Por: Luz Sánchez-Mellado | El País
Hace tiempo, antes de que la pandemia terminara de encerrarnos en nuestros respectivos laberintos, hubo un compañero que se jubiló como está mandado: con su edad reglamentaria, sus trienios cotizados, su pensión máxima y sus 20 años de esperanza de vida por delante, pero que no acabó nunca de romper el cordón umbilical con el curro.
Cada poco, se presentaba con cualquier excusa en la casa que había sido más que la suya, saludaba a sus estresados excolegas, que lo veíamos venir de lejos con una mezcla de envidia y fastidio, y, al poco, cuando se quedaba más solo que la una, se iba con su pachorra de desocupado y su escapulario de visitante a cuestas hasta la próxima. Así estuvo unos años, no muchos, hasta que, a la vuelta de unas vacaciones, supe que se lo había llevado un cáncer por delante, sin poder siquiera ir al tanatorio a despedirlo, y me reconcomió la conciencia los cinco minutos que tardó el jefe en endosarme el primer marrón de la temporada e írseme el santo al cielo. No estoy orgullosa.
Desde entonces, se han ido jubilando, más o menos jubilosamente o a la fuerza, docenas de camaradas, ellos y ellas, y cada cual se ha retirado a su estilo. Desde los que quedan a comer en el polígono con los amigos todas las semanas a los que desaparecen del radar y pasan, figurada y literalmente, a mejor vida. A algunos se los echa de menos. Otros se van sin pena ni gloria. Los menos llevan tanta paz como descanso dejan. Para mí, los peores, sin embargo, son quienes se creen imprescindibles, no aceptan pasar a un segundo plano, sea cual sea su idea del primero, y, en su soberbia, creen que, después de ellos, el caos.
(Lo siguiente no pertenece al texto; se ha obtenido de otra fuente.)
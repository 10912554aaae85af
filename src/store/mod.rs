use async_trait::async_trait;
use uuid::Uuid;

use crate::domain::order::{Order, OrderEvent, OrderStatus, OrderSummary};
use crate::outbox::OutboxEvent;

#[cfg(test)]
pub mod memory;
pub mod postgres;

pub use postgres::PostgresOrderStore;

// ============================================================================
// Order Store - persistence boundary for orders and their outbox events
// ============================================================================
//
// The state-changing operations take the domain event alongside the order
// mutation and persist both in one atomic unit. That is the outbox
// guarantee: either BOTH the order and its event are committed, or NEITHER.
//
// ============================================================================

#[derive(Debug, thiserror::Error)]
pub enum StoreError {
    #[error("database error: {0}")]
    Database(#[from] sqlx::Error),

    #[error("serialization error: {0}")]
    Serde(#[from] serde_json::Error),

    #[error("corrupt stored record: {0}")]
    Corrupt(String),

    #[error("{0}")]
    Other(String),
}

#[async_trait]
pub trait OrderStore: Send + Sync {
    /// Persist a new order and its `Created` event atomically.
    async fn create_order(&self, order: &Order, event: &OrderEvent) -> Result<(), StoreError>;

    async fn find_by_status(&self, status: OrderStatus) -> Result<Vec<Order>, StoreError>;

    /// Flip an order's status and append the matching event atomically.
    async fn update_status(
        &self,
        order_number: &str,
        status: OrderStatus,
        event: &OrderEvent,
    ) -> Result<(), StoreError>;

    /// Summary projection only; must not load full order rows.
    async fn find_summaries(&self, user_name: &str) -> Result<Vec<OrderSummary>, StoreError>;

    /// Detail lookup scoped to the owner. An order number owned by someone
    /// else behaves exactly like a missing one.
    async fn find_order(
        &self,
        user_name: &str,
        order_number: &str,
    ) -> Result<Option<Order>, StoreError>;

    /// All events not yet published, oldest first.
    async fn pending_events(&self) -> Result<Vec<OutboxEvent>, StoreError>;

    async fn mark_published(&self, event_id: Uuid) -> Result<(), StoreError>;
}
use anyhow::Context;
use async_trait::async_trait;
use rdkafka::{
    config::ClientConfig,
    producer::{FutureProducer, FutureRecord},
};
use std::time::Duration;

use super::{EventPublisher, PublishError};
use crate::domain::order::EventKind;
use crate::outbox::OutboxEvent;

// ============================================================================
// Kafka Event Publisher
// ============================================================================
//
// Each event kind is routed to its own durable topic; the message key is the
// event id so idempotent consumers can deduplicate redelivered events.
//
// ============================================================================

const SEND_TIMEOUT: Duration = Duration::from_secs(5);

#[derive(Clone, Debug)]
pub struct EventTopics {
    pub created: String,
    pub delivered: String,
    pub cancelled: String,
    pub error: String,
}

impl Default for EventTopics {
    fn default() -> Self {
        Self {
            created: "new-orders".to_string(),
            delivered: "delivered-orders".to_string(),
            cancelled: "cancelled-orders".to_string(),
            error: "error-orders".to_string(),
        }
    }
}

impl EventTopics {
    pub fn topic_for(&self, kind: EventKind) -> &str {
        match kind {
            EventKind::Created => &self.created,
            EventKind::Delivered => &self.delivered,
            EventKind::Cancelled => &self.cancelled,
            EventKind::Error => &self.error,
        }
    }
}

pub struct KafkaEventPublisher {
    producer: FutureProducer,
    topics: EventTopics,
}

impl KafkaEventPublisher {
    pub fn new(brokers: &str, topics: EventTopics) -> anyhow::Result<Self> {
        let producer: FutureProducer = ClientConfig::new()
            .set("bootstrap.servers", brokers)
            .set("message.timeout.ms", "5000")
            .create()
            .context("Failed to create Kafka producer")?;

        Ok(Self { producer, topics })
    }
}

#[async_trait]
impl EventPublisher for KafkaEventPublisher {
    async fn publish(&self, event: &OutboxEvent) -> Result<(), PublishError> {
        let topic = self.topics.topic_for(event.kind);
        let key = event.id.to_string();

        let record = FutureRecord::to(topic).key(&key).payload(&event.payload);

        self.producer
            .send(record, rdkafka::util::Timeout::After(SEND_TIMEOUT))
            .await
            .map_err(|(e, _)| PublishError::Send(e.to_string()))?;

        tracing::info!(
            topic = %topic,
            event_id = %event.id,
            event_type = %event.kind,
            "Published to Kafka"
        );

        Ok(())
    }
}
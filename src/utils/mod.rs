pub mod circuit_breaker;
pub mod retry;

pub use circuit_breaker::{CircuitBreaker, CircuitBreakerConfig, CircuitBreakerError, CircuitState};
pub use retry::{retry_on_transient, IsTransient, RetryConfig, RetryResult};
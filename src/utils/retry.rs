use std::time::Duration;
use tokio::time::sleep;

// ============================================================================
// Exponential Backoff Retry Strategy
// ============================================================================
//
// Retry logic with exponential backoff for transient failures (timeouts,
// connection errors, 5xx responses). Permanent failures abort immediately.
//
// ============================================================================

#[derive(Clone, Debug)]
pub struct RetryConfig {
    /// Maximum number of attempts (including the first call)
    pub max_attempts: u32,
    /// Initial delay before first retry
    pub initial_delay: Duration,
    /// Maximum delay between retries
    pub max_delay: Duration,
    /// Multiplier for exponential backoff
    pub multiplier: f64,
}

impl Default for RetryConfig {
    fn default() -> Self {
        Self {
            max_attempts: 3,
            initial_delay: Duration::from_millis(100),
            max_delay: Duration::from_secs(10),
            multiplier: 2.0,
        }
    }
}

/// Result of a retry operation
#[derive(Debug)]
pub enum RetryResult<T, E> {
    /// Operation succeeded
    Success(T),
    /// Operation failed after all retries
    Failed(E),
    /// Operation permanently failed (should not retry)
    PermanentFailure(E),
}

/// Check if an error is transient (should retry) or permanent (should not retry)
pub trait IsTransient {
    fn is_transient(&self) -> bool;
}

/// Execute an operation with exponential backoff, retrying only on
/// transient failures.
pub async fn retry_on_transient<F, Fut, T, E>(
    config: RetryConfig,
    mut operation: F,
) -> RetryResult<T, E>
where
    F: FnMut(u32) -> Fut,
    Fut: std::future::Future<Output = Result<T, E>>,
    E: std::fmt::Display + IsTransient,
{
    let mut attempt = 0;
    let mut delay = config.initial_delay;

    loop {
        attempt += 1;

        match operation(attempt).await {
            Ok(result) => {
                if attempt > 1 {
                    tracing::info!(
                        attempt = attempt,
                        "Operation succeeded after retry"
                    );
                }
                return RetryResult::Success(result);
            }
            Err(error) => {
                if !error.is_transient() {
                    tracing::error!(
                        error = %error,
                        "Permanent failure detected, not retrying"
                    );
                    return RetryResult::PermanentFailure(error);
                }

                if attempt >= config.max_attempts {
                    tracing::error!(
                        attempt = attempt,
                        error = %error,
                        "Operation failed after all retries"
                    );
                    return RetryResult::Failed(error);
                }

                tracing::warn!(
                    attempt = attempt,
                    error = %error,
                    delay_ms = delay.as_millis(),
                    "Transient failure, retrying after delay"
                );

                sleep(delay).await;

                delay = Duration::from_millis(
                    ((delay.as_millis() as f64) * config.multiplier) as u64
                );
                delay = delay.min(config.max_delay);
            }
        }
    }
}
pub mod order;
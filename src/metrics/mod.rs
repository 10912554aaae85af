mod server;

use prometheus::{IntCounter, IntCounterVec, IntGauge, Opts, Registry};

use crate::utils::CircuitState;

pub use server::start_metrics_server;

// ============================================================================
// Metrics Module - Prometheus metrics for observability
// ============================================================================
//
// Provides metrics for:
// - Order batch advancement outcomes
// - Outbox dispatch (published / failed)
// - Catalog lookups and resilience fallbacks
// - Circuit breaker state
// - Scheduled job runs (including lock-contention skips)
//
// All metrics are registered with Prometheus and can be scraped via /metrics
// ============================================================================

pub struct Metrics {
    registry: Registry,

    // Lifecycle advancement
    pub orders_processed: IntCounterVec,

    // Outbox dispatch
    pub outbox_events_published: IntCounterVec,
    pub outbox_publish_failures: IntCounter,

    // Catalog client
    pub catalog_requests: IntCounterVec,
    pub catalog_fallbacks: IntCounterVec,
    pub circuit_breaker_state: IntGauge,

    // Scheduled jobs
    pub job_runs: IntCounterVec,
}

impl Metrics {
    pub fn new() -> anyhow::Result<Self> {
        let registry = Registry::new();

        let orders_processed = IntCounterVec::new(
            Opts::new(
                "orders_processed_total",
                "Orders advanced out of NEW, by terminal outcome",
            ),
            &["outcome"],
        )?;
        registry.register(Box::new(orders_processed.clone()))?;

        let outbox_events_published = IntCounterVec::new(
            Opts::new(
                "outbox_events_published_total",
                "Outbox events successfully published to the broker",
            ),
            &["event_type"],
        )?;
        registry.register(Box::new(outbox_events_published.clone()))?;

        let outbox_publish_failures = IntCounter::new(
            "outbox_publish_failures_total",
            "Outbox publish attempts that failed and stayed pending",
        )?;
        registry.register(Box::new(outbox_publish_failures.clone()))?;

        let catalog_requests = IntCounterVec::new(
            Opts::new("catalog_requests_total", "Catalog lookups by outcome"),
            &["outcome"],
        )?;
        registry.register(Box::new(catalog_requests.clone()))?;

        let catalog_fallbacks = IntCounterVec::new(
            Opts::new(
                "catalog_fallbacks_total",
                "Catalog lookups degraded to an empty result",
            ),
            &["reason"],
        )?;
        registry.register(Box::new(catalog_fallbacks.clone()))?;

        let circuit_breaker_state = IntGauge::new(
            "circuit_breaker_state",
            "Catalog circuit breaker state (0=Closed, 1=Open, 2=HalfOpen)",
        )?;
        registry.register(Box::new(circuit_breaker_state.clone()))?;

        let job_runs = IntCounterVec::new(
            Opts::new("job_runs_total", "Scheduled job invocations by outcome"),
            &["job", "outcome"],
        )?;
        registry.register(Box::new(job_runs.clone()))?;

        Ok(Self {
            registry,
            orders_processed,
            outbox_events_published,
            outbox_publish_failures,
            catalog_requests,
            catalog_fallbacks,
            circuit_breaker_state,
            job_runs,
        })
    }

    pub fn registry(&self) -> &Registry {
        &self.registry
    }

    pub fn record_breaker_state(&self, state: CircuitState) {
        let value = match state {
            CircuitState::Closed => 0,
            CircuitState::Open => 1,
            CircuitState::HalfOpen => 2,
        };
        self.circuit_breaker_state.set(value);
    }
}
Me irritan tanto como me conmueven. No debe de ser fácil irse del sitio donde has pasado tres cuartos de tu vida y has sido todo, sobre todo si lo de fuera no basta para saciar tu sed de protagonismo y reconocimiento, seas el gran jefe o el último indio. Personalmente, aspiro a hacer un discreto mutis por el foro, disfrutar de la bolsa y de la vida que me queden y dejar un buen recuerdo en la gente a la que le di, y me dio, lo mejor de mi trabajo. Espero que para entonces, sea mañana o a los 95 tacos, según amenazan los gurús del ultraliberalismo, me quede vivo algún colega de los que te dicen las verdades a la jeta que me lo recuerde. Y, si no, que me pegue un tiro.